_WHAT YOU ARE ASKED TO DO_
What is the number of lines in this data that contain the word "impl"? Give the number alone.

_RECORDS FOR PROCESSING_
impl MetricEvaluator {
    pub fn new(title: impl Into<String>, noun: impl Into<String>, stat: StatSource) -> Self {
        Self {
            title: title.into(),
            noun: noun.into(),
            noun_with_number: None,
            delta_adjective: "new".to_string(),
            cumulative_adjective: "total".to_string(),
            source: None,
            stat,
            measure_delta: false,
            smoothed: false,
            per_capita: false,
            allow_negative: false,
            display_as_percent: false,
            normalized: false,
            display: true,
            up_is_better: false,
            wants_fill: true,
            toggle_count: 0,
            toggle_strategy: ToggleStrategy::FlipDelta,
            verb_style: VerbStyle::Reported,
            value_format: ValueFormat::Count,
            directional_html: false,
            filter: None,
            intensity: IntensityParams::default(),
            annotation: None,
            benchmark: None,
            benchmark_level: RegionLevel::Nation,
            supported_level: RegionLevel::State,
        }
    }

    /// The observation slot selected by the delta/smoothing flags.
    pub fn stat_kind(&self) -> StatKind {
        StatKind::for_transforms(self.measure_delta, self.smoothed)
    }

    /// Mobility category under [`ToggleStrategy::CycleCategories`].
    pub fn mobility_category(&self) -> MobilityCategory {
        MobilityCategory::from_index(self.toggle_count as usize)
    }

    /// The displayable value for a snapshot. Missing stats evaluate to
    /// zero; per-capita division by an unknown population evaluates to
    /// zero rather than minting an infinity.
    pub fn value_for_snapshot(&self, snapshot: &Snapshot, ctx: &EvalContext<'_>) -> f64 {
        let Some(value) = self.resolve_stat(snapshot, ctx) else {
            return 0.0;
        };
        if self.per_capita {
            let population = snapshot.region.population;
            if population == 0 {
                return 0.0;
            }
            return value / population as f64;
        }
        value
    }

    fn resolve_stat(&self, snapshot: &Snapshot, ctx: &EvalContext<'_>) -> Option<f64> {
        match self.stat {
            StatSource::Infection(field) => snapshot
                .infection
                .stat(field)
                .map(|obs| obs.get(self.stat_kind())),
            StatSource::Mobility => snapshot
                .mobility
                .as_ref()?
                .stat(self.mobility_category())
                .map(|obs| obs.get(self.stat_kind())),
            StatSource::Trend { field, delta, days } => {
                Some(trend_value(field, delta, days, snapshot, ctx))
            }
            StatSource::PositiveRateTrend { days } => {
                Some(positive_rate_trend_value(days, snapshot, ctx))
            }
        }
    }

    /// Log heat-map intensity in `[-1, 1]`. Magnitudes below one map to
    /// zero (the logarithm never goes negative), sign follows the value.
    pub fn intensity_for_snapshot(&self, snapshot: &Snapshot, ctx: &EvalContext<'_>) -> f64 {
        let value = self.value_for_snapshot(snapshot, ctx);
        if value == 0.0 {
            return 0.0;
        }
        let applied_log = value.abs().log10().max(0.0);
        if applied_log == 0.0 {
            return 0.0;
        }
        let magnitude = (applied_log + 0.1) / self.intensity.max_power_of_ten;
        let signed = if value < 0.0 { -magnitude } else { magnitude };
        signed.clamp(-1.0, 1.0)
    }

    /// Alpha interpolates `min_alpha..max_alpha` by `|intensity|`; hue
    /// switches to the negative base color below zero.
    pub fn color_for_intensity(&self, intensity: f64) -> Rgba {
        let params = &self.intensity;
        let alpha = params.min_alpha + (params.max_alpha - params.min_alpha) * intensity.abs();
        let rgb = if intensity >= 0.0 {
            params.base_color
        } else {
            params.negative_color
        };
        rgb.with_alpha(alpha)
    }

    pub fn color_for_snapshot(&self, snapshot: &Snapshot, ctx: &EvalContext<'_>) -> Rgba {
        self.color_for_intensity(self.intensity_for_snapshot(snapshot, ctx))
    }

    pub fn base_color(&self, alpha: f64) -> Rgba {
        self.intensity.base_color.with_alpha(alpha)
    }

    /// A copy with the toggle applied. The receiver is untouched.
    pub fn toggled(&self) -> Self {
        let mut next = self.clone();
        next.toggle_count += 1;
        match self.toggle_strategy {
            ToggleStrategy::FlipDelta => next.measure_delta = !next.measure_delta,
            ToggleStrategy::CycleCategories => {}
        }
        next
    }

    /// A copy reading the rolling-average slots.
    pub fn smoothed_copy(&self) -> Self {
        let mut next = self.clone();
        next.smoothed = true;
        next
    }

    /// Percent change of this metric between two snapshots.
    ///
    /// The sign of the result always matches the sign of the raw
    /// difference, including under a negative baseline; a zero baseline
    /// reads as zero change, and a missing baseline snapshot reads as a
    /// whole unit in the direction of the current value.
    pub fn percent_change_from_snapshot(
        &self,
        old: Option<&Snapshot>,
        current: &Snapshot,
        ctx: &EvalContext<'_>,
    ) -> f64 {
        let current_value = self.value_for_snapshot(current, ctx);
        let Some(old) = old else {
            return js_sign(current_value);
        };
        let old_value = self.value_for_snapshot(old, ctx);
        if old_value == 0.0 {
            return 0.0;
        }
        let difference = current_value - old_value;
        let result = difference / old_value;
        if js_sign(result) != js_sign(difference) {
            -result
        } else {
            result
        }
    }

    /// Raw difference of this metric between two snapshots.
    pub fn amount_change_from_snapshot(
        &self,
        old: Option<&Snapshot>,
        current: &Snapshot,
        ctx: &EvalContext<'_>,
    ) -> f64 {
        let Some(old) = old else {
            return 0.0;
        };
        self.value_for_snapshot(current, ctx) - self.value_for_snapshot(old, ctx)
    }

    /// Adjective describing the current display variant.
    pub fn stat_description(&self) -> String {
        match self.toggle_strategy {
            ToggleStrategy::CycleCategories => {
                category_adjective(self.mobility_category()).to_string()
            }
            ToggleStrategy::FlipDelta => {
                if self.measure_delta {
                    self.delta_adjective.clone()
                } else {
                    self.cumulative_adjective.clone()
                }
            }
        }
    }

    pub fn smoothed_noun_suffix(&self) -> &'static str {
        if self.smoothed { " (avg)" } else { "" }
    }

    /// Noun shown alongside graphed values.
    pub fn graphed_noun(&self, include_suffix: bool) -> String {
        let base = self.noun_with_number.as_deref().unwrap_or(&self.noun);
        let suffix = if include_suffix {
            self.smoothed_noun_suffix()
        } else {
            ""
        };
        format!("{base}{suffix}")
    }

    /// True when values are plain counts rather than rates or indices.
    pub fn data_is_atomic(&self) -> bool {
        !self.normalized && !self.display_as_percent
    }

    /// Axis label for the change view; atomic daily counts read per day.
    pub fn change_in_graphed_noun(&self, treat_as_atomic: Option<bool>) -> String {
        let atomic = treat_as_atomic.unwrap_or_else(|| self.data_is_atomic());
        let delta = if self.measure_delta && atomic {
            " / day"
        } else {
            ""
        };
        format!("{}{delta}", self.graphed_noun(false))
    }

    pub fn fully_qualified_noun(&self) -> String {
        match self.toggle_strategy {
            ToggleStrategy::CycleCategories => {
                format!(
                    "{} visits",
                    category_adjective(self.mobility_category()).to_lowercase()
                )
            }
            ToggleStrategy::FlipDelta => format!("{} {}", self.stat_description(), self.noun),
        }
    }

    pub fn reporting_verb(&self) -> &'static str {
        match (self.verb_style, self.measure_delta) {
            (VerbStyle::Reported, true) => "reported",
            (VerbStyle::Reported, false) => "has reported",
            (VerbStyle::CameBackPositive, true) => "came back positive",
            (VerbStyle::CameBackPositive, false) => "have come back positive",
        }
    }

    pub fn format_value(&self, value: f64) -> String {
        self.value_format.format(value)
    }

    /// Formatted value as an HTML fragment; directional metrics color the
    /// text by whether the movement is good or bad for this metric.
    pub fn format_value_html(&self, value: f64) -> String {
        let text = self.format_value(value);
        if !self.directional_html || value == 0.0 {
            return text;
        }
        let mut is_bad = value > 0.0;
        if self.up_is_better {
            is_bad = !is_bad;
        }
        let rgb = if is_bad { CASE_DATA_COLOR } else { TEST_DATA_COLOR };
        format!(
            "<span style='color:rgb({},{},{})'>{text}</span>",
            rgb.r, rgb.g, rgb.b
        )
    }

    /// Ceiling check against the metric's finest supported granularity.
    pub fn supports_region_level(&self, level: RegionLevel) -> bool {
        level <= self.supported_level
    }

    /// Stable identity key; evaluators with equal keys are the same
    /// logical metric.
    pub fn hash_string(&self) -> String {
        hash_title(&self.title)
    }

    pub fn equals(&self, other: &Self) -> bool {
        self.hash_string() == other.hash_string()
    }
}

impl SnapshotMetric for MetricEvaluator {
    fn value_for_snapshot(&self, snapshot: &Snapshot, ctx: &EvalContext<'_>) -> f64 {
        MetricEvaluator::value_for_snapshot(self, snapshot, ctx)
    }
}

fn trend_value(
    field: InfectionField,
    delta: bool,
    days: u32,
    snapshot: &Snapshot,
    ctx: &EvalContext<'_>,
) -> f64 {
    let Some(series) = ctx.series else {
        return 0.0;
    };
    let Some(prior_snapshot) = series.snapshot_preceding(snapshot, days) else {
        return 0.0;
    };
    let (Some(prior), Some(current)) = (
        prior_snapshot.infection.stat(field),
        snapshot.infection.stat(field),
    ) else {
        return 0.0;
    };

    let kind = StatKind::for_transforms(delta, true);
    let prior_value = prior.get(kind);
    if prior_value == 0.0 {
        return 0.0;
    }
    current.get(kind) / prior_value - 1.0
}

* * *

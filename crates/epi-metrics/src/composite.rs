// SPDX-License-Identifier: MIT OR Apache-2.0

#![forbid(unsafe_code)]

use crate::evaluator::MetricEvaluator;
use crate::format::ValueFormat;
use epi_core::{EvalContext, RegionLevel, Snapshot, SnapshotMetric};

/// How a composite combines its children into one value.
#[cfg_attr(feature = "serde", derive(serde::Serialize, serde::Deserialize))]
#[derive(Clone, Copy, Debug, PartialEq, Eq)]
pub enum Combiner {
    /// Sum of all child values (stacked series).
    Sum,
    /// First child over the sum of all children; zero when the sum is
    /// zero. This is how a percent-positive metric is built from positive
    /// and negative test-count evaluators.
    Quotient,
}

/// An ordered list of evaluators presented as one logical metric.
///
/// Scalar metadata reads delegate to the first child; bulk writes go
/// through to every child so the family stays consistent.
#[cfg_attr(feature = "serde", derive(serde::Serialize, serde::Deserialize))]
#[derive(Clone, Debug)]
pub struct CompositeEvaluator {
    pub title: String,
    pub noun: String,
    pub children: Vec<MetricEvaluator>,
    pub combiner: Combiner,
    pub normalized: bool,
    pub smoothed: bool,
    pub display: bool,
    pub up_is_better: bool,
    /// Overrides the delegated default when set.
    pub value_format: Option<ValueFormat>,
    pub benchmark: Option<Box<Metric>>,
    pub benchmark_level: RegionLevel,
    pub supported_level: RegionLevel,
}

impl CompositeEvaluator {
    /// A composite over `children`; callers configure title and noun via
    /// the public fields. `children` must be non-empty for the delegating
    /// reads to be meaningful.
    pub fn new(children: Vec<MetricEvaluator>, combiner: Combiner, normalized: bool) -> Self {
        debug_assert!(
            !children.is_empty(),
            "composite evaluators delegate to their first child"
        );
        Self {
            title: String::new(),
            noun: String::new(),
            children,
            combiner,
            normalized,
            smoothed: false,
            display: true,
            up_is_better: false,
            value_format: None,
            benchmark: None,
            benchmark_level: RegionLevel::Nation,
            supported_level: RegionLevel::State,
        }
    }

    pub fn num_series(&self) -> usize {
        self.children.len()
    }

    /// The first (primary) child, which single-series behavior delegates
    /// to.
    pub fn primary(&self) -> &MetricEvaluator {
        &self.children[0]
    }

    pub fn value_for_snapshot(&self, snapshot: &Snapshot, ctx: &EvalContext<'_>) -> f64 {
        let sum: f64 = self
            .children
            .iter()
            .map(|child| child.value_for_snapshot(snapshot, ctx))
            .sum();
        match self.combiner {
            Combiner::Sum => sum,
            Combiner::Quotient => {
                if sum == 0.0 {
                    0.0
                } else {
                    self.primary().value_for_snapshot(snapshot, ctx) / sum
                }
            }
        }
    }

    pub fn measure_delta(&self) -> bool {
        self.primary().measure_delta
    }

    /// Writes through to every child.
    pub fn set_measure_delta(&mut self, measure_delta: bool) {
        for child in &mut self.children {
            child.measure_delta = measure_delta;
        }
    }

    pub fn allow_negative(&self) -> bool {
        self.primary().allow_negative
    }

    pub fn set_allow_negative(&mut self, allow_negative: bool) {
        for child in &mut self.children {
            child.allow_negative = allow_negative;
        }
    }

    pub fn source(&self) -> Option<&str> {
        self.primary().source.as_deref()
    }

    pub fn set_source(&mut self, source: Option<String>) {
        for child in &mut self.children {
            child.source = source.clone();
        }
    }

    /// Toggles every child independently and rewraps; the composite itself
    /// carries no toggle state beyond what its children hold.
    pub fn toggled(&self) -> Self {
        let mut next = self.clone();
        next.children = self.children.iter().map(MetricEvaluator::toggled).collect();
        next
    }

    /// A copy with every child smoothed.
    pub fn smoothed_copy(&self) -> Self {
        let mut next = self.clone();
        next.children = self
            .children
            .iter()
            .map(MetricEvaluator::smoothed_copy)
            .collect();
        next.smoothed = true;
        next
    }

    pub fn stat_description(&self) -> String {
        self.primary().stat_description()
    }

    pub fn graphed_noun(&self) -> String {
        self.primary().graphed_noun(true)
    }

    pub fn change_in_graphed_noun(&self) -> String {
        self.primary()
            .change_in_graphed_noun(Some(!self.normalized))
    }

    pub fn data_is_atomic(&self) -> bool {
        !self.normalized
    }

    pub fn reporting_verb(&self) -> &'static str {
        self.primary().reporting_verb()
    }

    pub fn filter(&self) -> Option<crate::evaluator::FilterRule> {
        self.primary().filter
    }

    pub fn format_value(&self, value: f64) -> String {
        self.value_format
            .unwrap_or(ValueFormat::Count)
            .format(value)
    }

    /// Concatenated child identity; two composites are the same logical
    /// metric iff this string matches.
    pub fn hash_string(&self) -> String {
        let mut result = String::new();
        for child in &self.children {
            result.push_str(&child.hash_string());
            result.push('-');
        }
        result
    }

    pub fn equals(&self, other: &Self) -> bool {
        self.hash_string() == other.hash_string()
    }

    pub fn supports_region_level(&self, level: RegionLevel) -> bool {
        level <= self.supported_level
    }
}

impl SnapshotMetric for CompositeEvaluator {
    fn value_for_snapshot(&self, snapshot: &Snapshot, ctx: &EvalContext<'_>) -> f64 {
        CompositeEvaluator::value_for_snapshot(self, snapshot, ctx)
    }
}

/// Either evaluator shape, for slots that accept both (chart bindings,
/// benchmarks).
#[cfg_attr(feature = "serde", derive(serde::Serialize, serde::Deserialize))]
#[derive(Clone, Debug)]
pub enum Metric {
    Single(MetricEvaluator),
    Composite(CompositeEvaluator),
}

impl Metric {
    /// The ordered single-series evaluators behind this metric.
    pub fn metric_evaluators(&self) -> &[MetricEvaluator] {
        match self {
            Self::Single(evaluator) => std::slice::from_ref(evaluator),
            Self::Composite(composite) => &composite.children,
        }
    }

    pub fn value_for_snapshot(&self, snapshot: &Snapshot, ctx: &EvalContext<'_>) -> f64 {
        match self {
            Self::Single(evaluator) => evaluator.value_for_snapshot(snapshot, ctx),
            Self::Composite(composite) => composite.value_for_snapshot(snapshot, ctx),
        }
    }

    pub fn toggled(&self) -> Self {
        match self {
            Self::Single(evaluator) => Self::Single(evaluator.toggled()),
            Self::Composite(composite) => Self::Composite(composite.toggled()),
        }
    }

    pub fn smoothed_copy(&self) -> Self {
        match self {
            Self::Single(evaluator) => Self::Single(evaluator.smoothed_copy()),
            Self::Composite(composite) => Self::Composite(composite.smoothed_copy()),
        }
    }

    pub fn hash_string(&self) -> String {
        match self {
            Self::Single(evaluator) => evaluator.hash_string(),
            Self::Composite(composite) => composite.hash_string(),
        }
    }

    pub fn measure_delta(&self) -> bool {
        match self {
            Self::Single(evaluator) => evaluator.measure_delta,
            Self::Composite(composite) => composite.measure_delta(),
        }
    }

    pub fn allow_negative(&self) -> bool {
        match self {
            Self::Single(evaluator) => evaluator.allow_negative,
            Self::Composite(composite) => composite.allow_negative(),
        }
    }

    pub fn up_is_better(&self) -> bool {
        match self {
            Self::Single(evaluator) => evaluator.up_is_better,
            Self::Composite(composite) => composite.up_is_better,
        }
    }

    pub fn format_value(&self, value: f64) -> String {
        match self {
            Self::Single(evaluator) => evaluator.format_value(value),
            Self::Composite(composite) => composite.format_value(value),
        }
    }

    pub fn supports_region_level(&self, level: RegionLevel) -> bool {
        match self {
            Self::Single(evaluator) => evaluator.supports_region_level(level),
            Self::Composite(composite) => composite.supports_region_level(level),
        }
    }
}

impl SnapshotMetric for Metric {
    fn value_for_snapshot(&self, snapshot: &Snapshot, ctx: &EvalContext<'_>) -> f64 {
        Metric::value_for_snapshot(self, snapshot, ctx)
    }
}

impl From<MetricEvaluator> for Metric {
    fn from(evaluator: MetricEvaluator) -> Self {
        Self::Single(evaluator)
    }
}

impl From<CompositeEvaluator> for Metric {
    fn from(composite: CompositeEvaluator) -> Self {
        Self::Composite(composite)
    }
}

--

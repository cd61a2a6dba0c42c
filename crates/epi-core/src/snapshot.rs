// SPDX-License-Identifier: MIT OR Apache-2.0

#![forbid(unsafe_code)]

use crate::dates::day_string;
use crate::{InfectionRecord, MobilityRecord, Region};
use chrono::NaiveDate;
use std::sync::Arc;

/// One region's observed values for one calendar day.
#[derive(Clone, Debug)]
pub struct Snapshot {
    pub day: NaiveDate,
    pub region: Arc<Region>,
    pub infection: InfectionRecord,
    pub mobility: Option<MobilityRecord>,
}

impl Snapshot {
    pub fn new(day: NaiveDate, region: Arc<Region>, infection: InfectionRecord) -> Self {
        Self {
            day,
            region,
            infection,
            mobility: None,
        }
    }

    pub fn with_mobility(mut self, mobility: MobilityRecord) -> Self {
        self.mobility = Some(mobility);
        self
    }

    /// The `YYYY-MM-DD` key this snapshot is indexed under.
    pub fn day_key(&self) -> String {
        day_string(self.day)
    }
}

_YOUR RESPONSE_
10